The 2020 effect

Published on 20 March 2024 at 12:34

Time is objective. Nevertheless, an hour in a lesson you hate will appear to pass much slower than an hour with your friends. So, why has time "sped up" recently? 

 

The 2020 effect - a term you may have heard being thrown around on social media - is the shared perception of time passing much slower than it actually is. This perception is a consequence of - as we blame a lot of things nowadays – the COVID-19 lockdowns that we all collectively experienced. This causes the memories of life pre-COVID, memories we remember as being recent occurrences - the "killer clown" incidents, the capturing of El Chapo, the discovery of a Bronze Age "megalopolis" - to feel closer to the present than they actually are. 

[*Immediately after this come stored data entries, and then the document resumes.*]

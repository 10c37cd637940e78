use burn::tensor::{activation, backend::Backend, Tensor};

/// Activation applied to the final projection outside of training.
#[derive(Debug, Clone, Copy, PartialEq, Eq, serde::Serialize, serde::Deserialize)]
pub enum FinalActivation {
    /// Element-wise sigmoid, for binary or multi-label targets.
    Sigmoid,
    /// Softmax across the channel axis, for mutually exclusive classes.
    Softmax,
}

impl FinalActivation {
    pub fn forward<B: Backend>(&self, x: Tensor<B, 5>) -> Tensor<B, 5> {
        match self {
            Self::Sigmoid => activation::sigmoid(x),
            Self::Softmax => activation::softmax(x, 1),
        }
    }
}

/// Whether a forward pass feeds a loss (raw logits) or produces predictions.
#[derive(Debug, Clone, Copy, PartialEq, Eq, serde::Serialize, serde::Deserialize)]
pub enum Mode {
    Train,
    Eval,
}

impl Mode {
    /// Training when the backend tracks gradients, evaluation otherwise.
    pub fn infer<B: Backend>() -> Self {
        if B::ad_enabled() {
            Self::Train
        } else {
            Self::Eval
        }
    }

    pub fn is_train(&self) -> bool {
        matches!(self, Self::Train)
    }
}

Ultimately, the mundane days of the lockdowns - which were filled with us scrolling on our phones and only leaving our houses for a daily walk - have shifted our perception of time. This mindset has stuck until this point, leaving us perplexed as to how 2018 (a recent-seeming year) was six years ago, the same amount of time until 2030 (a year that we always viewed as a far-off destination). 

 

Obviously, time did not speed up or restart when we came out of lockdown - that would be a far-fetched conspiracy theory - yet the pandemic has involuntarily distorted out ideas of the past and future in ways that "objective time" cannot capture. 

 

But perhaps COVID isn’t the only source of blame. In articles which narrate the psychological process behind time, they argue that time “passed” at a slower rate when we were younger as the world was a place of mystery. As we have grown up and come to understand the world slightly more, time has "sped up” to accompany our growth. 

 

Worry should not be an emotion we feel towards this. Time is remaining the same speed it has always been, even if our brains question otherwise.